I am not a doctor. I watched these videos with my partner and she happens to be a doctor. And she confirms to me that my thoughts are not wrong and there might be a lot to learn in this still (also for doctors).

Also I just bought this book. (The author is also a doctor :)):

This is about:

  • Facts doctors are taught to think about nutrition and other preventative health measures and how they should be thinking
  • Story of how the food pyramid and MyPlate came into existence and why they should change
  • Facts about fat intake and heart health
  • Truth about the effects of whole wheat on the human body
  • Role of dairy in your diet
  • Truth about salt - friend or foe?
  • Dangers and benefits of hormone therapy
  • New information about inflammation and how it should be viewed by doctors

I don’t know man. To me it does not look like we already figured out what’s best, when it comes to food. And therefore I just want to ask, what your plans are about this topic. So your answer is, you will not have any coconut flavour drink?

Thank you again for the kind response. I hope I am not stepping on anyones toes with this post (again) ^^

The large problem with books and YouTube as source of scientific information is that they circumvent a central aspect of science, the peer review. While scientific papers are often cited in said works there is no review of the interpretation of the papers and following conclusions which often turn out fallacies.
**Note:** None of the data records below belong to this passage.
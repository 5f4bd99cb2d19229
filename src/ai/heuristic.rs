//! Greedy rule chain for the medium difficulty.

use crate::game::rules::WIN_LINES;
use crate::game::{Board, Mark, Position};
use rand::Rng;
use rand::seq::SliceRandom;
use tracing::instrument;

/// Picks a move for `mark` by the first matching rule: complete an own
/// line, block the opponent's, take the center, take a random free corner,
/// else the first empty square.
///
/// Greedy, not globally optimal: a perfect opponent can force a tie or
/// exploit the fixed tie-break, but cannot stop rules 1-2 once they
/// trigger.
#[instrument(skip(rng))]
pub fn tactical_move<R: Rng>(board: &Board, mark: Mark, rng: &mut R) -> Option<Position> {
    if let Some(pos) = completing_move(board, mark) {
        return Some(pos);
    }
    if let Some(pos) = completing_move(board, mark.opponent()) {
        return Some(pos);
    }
    if board.is_empty(Position::Center) {
        return Some(Position::Center);
    }

    let corners: Vec<Position> = Position::CORNERS
        .iter()
        .copied()
        .filter(|pos| board.is_empty(*pos))
        .collect();
    if let Some(pos) = corners.choose(rng) {
        return Some(*pos);
    }

    board.empty_positions().first().copied()
}

/// Finds the empty square of a line where `mark` already holds the other
/// two, scanning lines in fixed order.
fn completing_move(board: &Board, mark: Mark) -> Option<Position> {
    use crate::game::Square;

    for line in WIN_LINES {
        let taken = line
            .iter()
            .filter(|pos| board.get(**pos) == Square::Taken(mark))
            .count();
        if taken == 2
            && let Some(pos) = line.iter().copied().find(|pos| board.is_empty(*pos))
        {
            return Some(pos);
        }
    }

    None
}

#[cfg(test)]
mod tests {
    use super::*;
    use crate::game::Square;
    use rand::SeedableRng;
    use rand::rngs::StdRng;

    fn board_from(marks: &[(usize, Mark)]) -> Board {
        let mut board = Board::new();
        for (index, mark) in marks {
            board.set(Position::from_index(*index).unwrap(), Square::Taken(*mark));
        }
        board
    }

    #[test]
    fn test_win_takes_priority_over_block() {
        // X X _ / O O _ / _ _ _ where O must finish its own line at 5,
        // not block at 2.
        let board = board_from(&[
            (0, Mark::X),
            (1, Mark::X),
            (3, Mark::O),
            (4, Mark::O),
        ]);
        let mut rng = StdRng::seed_from_u64(1);
        assert_eq!(
            tactical_move(&board, Mark::O, &mut rng),
            Some(Position::MiddleRight)
        );
    }

    #[test]
    fn test_blocks_opponent() {
        // X X _ with no O threat: O blocks at 2.
        let board = board_from(&[(0, Mark::X), (1, Mark::X), (4, Mark::O)]);
        let mut rng = StdRng::seed_from_u64(1);
        assert_eq!(
            tactical_move(&board, Mark::O, &mut rng),
            Some(Position::TopRight)
        );
    }

    #[test]
    fn test_prefers_center() {
        let board = board_from(&[(0, Mark::X)]);
        let mut rng = StdRng::seed_from_u64(1);
        assert_eq!(
            tactical_move(&board, Mark::O, &mut rng),
            Some(Position::Center)
        );
    }

    #[test]
    fn test_falls_back_to_corner() {
        let board = board_from(&[(4, Mark::X)]);
        let mut rng = StdRng::seed_from_u64(1);
        let pos = tactical_move(&board, Mark::O, &mut rng).unwrap();
        assert!(Position::CORNERS.contains(&pos));
    }
}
Doctors also previously co-authored books on anti-inflammatory diets, which is completely nonsensical and thoroughly debunked - there are quacks in all lines of work! :smiley:

You’re right that some previous “truths” also turned out fallacies, but that doesnt make all “truths” equal or current “truths” false by association.


I see what you’re saying.
Indeed, we cannot blame LDL alone for cardiovascular risk, but it is a predictor of potential health complications. It is the collection of factors that contribute to the formation of a condition. As you mentioned, a high-sugar diet is unhealthy, and a lack of vitamins and minerals (which are typically lacking in highly processed foods) sets off a chain reaction that leads to disease. Most evaluations and experiments do not take into account all of the variables (which must be extremely difficult, of course), but this leaves loose ends that may lead to an association fallacy. More research, with larger populations, is required.
The video raises many questions, and this is how research trends for the coming years are identified. It may appear that we have already determined what is best, but much more research is required to prove that, after repetitions and clinical evaluation, the hypothesis is correct. The book you mentioned looks interesting, and I’d like to read it out of curiosity (I do understand that many things in science are taken as dogmas so whatever is being questioned could bring new insights).
As I previously stated, we strive to provide the healthiest meal possible, and we will stay up to date on the most recent nutritional findings from health authorities. At the moment, we have no plans to replace unsaturated fats with saturated fats. However, you mentioned a coconut-flavored drink, and we do have a coconut flavor Plenny Shake. If you want to add saturated fats to your shake, you could combine it with a teaspoon of melted coconut oil, which has 39 calories and 3.9g of saturated fats.